(Saved entries)
====================

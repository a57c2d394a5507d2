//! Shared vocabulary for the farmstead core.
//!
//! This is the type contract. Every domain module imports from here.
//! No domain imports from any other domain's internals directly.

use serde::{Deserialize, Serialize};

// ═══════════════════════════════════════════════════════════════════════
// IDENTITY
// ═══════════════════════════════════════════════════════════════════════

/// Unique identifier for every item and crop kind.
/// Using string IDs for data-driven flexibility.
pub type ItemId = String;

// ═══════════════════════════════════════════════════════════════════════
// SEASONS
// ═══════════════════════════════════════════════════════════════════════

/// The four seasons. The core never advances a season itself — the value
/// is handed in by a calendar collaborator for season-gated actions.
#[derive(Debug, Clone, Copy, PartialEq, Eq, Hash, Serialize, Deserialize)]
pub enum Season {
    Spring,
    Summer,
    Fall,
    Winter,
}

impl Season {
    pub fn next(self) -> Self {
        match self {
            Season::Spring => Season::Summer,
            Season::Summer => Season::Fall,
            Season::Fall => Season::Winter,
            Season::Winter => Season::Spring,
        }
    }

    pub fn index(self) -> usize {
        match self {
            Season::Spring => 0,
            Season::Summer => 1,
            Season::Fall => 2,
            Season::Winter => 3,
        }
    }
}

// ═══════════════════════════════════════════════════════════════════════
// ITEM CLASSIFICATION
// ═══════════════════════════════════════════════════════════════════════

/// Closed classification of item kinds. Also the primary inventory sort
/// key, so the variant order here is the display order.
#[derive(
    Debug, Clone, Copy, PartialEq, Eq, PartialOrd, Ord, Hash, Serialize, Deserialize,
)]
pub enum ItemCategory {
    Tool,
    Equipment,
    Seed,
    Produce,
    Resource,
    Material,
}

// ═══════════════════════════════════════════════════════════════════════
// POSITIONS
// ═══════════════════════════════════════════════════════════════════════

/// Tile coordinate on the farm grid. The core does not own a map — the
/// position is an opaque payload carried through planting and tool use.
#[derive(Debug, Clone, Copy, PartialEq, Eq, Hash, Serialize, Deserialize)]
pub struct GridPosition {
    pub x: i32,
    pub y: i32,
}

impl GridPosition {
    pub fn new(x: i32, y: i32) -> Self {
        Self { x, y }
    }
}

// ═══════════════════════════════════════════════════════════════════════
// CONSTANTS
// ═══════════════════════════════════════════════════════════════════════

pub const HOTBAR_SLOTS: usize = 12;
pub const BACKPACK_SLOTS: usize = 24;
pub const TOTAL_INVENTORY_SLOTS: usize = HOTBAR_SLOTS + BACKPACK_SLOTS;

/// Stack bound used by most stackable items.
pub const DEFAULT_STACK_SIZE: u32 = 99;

====================

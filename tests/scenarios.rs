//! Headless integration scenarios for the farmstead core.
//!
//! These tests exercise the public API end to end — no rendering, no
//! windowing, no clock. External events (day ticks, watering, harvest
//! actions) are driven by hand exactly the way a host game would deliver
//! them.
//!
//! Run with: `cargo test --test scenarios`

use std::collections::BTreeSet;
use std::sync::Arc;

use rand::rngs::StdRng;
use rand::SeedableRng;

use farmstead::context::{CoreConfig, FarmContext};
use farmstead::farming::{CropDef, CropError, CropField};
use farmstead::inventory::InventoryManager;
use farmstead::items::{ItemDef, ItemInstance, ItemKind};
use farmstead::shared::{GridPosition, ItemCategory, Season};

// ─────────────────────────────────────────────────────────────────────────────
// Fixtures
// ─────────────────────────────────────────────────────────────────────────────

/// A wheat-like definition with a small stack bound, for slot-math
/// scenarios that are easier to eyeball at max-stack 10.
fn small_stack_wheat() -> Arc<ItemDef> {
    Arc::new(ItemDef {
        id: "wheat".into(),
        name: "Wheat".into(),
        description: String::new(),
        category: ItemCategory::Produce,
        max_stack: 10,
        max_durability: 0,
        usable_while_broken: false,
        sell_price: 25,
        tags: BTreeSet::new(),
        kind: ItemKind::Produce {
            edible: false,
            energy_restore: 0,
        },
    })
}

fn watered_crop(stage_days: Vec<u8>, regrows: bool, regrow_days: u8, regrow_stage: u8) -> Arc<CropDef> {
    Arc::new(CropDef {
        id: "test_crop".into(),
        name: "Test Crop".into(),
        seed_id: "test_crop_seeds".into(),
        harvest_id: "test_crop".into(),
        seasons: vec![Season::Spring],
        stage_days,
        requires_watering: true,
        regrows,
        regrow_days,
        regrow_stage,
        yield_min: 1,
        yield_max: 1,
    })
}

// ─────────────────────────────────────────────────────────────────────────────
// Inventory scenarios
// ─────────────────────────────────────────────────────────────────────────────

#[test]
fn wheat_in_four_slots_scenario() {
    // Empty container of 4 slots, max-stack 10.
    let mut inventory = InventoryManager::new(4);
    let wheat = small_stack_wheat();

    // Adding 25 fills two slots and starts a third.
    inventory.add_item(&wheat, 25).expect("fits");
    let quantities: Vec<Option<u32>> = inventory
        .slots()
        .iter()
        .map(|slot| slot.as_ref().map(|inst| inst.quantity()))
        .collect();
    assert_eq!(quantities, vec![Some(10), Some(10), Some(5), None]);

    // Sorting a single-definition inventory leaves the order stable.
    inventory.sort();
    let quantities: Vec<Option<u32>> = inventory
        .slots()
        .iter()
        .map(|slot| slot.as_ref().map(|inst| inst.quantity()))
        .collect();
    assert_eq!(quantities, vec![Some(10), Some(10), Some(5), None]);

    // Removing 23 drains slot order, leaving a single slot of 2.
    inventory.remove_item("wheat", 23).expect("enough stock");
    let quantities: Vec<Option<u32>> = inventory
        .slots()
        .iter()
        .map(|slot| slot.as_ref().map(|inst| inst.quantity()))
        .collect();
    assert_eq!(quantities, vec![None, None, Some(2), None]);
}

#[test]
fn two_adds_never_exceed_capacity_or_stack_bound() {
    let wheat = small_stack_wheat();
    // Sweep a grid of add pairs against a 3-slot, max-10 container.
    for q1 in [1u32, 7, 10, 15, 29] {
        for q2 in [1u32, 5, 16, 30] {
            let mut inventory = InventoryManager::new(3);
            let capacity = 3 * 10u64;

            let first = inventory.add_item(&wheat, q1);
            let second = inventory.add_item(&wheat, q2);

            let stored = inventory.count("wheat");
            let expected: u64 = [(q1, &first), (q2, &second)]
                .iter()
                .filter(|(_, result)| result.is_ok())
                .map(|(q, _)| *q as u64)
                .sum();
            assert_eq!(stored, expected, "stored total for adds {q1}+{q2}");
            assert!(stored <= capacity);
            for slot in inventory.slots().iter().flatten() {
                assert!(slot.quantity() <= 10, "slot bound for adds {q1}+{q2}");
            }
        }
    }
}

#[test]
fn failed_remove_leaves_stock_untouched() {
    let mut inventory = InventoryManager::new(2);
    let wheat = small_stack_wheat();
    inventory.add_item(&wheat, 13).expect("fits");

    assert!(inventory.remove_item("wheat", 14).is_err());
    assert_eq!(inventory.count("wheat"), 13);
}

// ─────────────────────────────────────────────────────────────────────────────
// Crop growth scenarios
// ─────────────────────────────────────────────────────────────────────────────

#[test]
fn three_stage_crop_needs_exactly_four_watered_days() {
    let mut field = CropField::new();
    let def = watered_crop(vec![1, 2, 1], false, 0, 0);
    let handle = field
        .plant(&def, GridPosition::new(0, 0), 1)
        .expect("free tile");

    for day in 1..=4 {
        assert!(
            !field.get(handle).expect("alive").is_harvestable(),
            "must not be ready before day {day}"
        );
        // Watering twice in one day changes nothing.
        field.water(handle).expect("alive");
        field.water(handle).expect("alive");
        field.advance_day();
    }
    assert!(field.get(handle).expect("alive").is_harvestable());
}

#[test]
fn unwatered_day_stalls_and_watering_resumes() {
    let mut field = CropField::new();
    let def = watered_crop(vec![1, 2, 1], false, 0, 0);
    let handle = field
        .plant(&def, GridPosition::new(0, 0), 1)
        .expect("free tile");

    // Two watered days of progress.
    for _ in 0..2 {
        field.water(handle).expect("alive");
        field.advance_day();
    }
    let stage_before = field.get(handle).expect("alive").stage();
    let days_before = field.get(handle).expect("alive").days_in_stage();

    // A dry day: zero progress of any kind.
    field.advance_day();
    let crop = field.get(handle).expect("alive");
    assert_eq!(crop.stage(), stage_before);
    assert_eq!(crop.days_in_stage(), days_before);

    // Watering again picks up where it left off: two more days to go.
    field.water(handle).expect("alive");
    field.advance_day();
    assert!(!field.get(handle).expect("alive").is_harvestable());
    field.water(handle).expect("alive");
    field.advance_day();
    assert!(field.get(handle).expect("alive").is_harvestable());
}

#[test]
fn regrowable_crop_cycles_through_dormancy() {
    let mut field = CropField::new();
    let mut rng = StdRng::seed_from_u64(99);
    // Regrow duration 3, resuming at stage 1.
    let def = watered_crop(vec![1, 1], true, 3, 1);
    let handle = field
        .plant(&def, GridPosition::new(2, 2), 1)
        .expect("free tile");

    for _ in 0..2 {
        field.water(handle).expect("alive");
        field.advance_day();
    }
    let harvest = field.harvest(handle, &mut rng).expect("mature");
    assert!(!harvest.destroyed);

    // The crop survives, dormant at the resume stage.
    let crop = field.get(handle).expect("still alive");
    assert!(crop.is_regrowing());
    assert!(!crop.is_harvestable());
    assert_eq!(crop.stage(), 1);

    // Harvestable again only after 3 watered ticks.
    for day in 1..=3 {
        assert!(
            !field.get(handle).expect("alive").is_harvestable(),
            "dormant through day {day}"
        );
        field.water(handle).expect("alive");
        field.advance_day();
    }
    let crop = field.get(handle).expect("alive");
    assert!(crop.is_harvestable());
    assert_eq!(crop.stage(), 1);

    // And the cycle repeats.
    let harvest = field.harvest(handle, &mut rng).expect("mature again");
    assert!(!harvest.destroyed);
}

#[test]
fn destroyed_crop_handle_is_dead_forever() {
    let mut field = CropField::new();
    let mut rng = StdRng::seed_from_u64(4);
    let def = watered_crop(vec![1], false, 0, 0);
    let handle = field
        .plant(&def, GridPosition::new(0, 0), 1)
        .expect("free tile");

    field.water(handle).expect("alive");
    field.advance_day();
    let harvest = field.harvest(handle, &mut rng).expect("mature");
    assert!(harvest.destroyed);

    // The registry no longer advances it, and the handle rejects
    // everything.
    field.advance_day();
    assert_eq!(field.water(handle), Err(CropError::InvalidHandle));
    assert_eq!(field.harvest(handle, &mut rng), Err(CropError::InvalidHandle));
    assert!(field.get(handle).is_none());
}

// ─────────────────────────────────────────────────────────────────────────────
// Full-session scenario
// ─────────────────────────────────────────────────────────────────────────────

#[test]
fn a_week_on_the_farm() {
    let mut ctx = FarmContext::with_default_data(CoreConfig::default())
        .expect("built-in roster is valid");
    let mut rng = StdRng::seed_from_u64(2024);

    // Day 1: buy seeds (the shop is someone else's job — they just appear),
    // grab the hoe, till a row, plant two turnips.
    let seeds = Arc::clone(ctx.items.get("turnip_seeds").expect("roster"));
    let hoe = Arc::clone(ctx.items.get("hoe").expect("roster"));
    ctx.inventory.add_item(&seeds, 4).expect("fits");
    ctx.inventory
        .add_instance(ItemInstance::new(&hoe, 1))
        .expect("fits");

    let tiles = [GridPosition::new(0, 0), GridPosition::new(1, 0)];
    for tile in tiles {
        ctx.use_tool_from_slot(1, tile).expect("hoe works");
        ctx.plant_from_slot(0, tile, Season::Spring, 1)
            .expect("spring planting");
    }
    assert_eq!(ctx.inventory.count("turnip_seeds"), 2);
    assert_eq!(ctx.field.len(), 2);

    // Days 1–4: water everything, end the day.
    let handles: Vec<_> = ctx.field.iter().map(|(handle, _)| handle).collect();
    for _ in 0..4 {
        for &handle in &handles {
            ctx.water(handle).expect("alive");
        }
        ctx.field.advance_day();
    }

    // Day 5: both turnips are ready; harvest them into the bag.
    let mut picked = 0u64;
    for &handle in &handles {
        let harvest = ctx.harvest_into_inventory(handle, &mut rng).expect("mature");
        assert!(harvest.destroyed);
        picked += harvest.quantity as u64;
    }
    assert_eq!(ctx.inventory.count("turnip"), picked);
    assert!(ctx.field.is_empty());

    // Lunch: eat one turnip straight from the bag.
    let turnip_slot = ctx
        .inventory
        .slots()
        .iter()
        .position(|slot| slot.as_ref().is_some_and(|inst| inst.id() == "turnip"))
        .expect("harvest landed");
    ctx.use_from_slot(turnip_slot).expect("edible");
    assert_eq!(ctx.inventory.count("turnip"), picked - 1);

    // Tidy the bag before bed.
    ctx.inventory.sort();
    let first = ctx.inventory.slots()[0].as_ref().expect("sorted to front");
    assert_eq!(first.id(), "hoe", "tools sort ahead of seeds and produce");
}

====================

What you will do:
If a line in the records contains "items", report it.

Finished task:
/// Stack bound used by most stackable items.
use farmstead::items::{ItemDef, ItemInstance, ItemKind};
    let seeds = Arc::clone(ctx.items.get("turnip_seeds").expect("roster"));
    let hoe = Arc::clone(ctx.items.get("hoe").expect("roster"));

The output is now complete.